彼の得意とする高速接近からのあらゆる格闘技による近接技で相手を圧倒するインファイト。

それが相手であるイルムフリートにはことごとく通用しない。

 

「ふむ、拳の喧嘩とは言ったが、貴殿は人智を越えた召喚せし者であろう?遠慮せずに戦略破壊魔術兵器(マホウ)を使ってはどうだ?それとも、儂から見せねば出す気にもなれないような臆病者か?」

 

初めて会った時から先ほどまでずっと笑みを絶やさなかったイルムフリートから初めて笑みが消える。

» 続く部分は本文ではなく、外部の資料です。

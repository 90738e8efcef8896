//! services/worker/src/lib.rs
//!
//! The worker service: port adapters, the queue substrate, the two
//! background pipelines, and the HTTP surface that feeds them.

pub mod adapters;
pub mod config;
pub mod error;
pub mod pipeline;
pub mod queue;
pub mod web;
//! services/worker/src/web/mod.rs

pub mod rest;
pub mod state;

pub use state::AppState;

use axum::extract::DefaultBodyLimit;
use axum::routing::{delete, get, post};
use axum::Router;
use std::sync::Arc;
use tower_http::cors::CorsLayer;

/// Builds the full HTTP router over the shared application state.
pub fn router(state: Arc<AppState>) -> Router {
    Router::new()
        .route("/documents", post(rest::upload_document_handler))
        .route("/documents/{id}/status", get(rest::document_status_handler))
        .route(
            "/documents/{id}/reprocess",
            post(rest::reprocess_document_handler),
        )
        .route(
            "/documents/{id}/archive",
            post(rest::archive_document_handler),
        )
        .route(
            "/documents/{id}/restore",
            post(rest::restore_document_handler),
        )
        .route("/documents/{id}", delete(rest::delete_document_handler))
        .route(
            "/simplifications",
            post(rest::create_simplification_handler),
        )
        .route(
            "/simplifications/{id}/status",
            get(rest::simplification_status_handler),
        )
        .route(
            "/simplifications/{id}/regenerate",
            post(rest::regenerate_handler),
        )
        .route(
            "/simplifications/{id}/favorite",
            post(rest::favorite_handler),
        )
        .route("/simplifications/{id}/rate", post(rest::rate_handler))
        .route("/simplifications/{id}/publish", post(rest::publish_handler))
        .route(
            "/simplifications/{id}/unpublish",
            post(rest::unpublish_handler),
        )
        .route(
            "/simplifications/{id}/download",
            get(rest::download_handler),
        )
        .layer(DefaultBodyLimit::max(50 * 1024 * 1024))
        .layer(CorsLayer::permissive())
        .with_state(state)
}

その表情は対峙した瞬間すぐにわかる圧倒的強者の威圧。

彼はそれを笑顔を作ることによってずっと隠していたのだ。

そう、それも誰も疑いもしない本当の笑顔で…

 

「吠えろ!ヴァルトブルク!」

 

イルムフリートが叫ぶと、ついに彼の武器が姿を現す。

下手をすれば自身のその巨大な身長と同サイズ、あるいはそれ以上の…巨大なダガーにも見えるそれを、彼は軽々と2つ担いで見せた。

 

「…盾ですか。」

 

「ほう、儂のこの武器を見て一発で盾だと見抜いた輩はそう多くはない。確かに、召喚せし者というだけあって、少しは見る目がありそうだな。」

 

「魔術兵装(ゲート・オープン)」

 

龍一も相手の本気に応えるように、自身の戦略破壊魔術兵器であるパイルバンカーガントレッドを装備する。

 

「いいマホウではないか!力を示すタイプのマホウは非常に儂好みじゃぞ!」

 

「お褒めに預かり光栄です。最も、護るタイプの方に言われると素直に受け取っていいのか…それとも、それを受け止められるだけの圧倒的な防御力に自信があるのか。」

 

「ふむ…どうやらお主は相当疑り深い性格のようだ。どうだ!手の内を見られたくないのなら、一発で勝負をつけようではないか。儂の一撃とお主の一撃。火力が高い方が勝利。単純明快であろう。」

 

「総てを射抜く雷光(トール・ハンマー)と撃ち合おうというのですか。面白い…いいでしょう。貴方の話に乗ります。」

 

そういうと2人とも圧倒的な魔力(ルーン)を練り始める。

細かな作成などない単純な火力勝負。

自身の火力に自信のある2人だからこそ出た戦闘方法。

収束完了(チャージエンド)。それとともに互いの必殺技を一気に撃ち放つ。

 

「破ァァァァァッ!総てを射抜く雷光(トール・ハンマー)!!」

 

「…ふんっ!!総てを護りし拳城(ハイデルベルク)!!」

 

一瞬の均衡もすぐに打ち破られ、次に聞こえたのは龍一の悲鳴だった。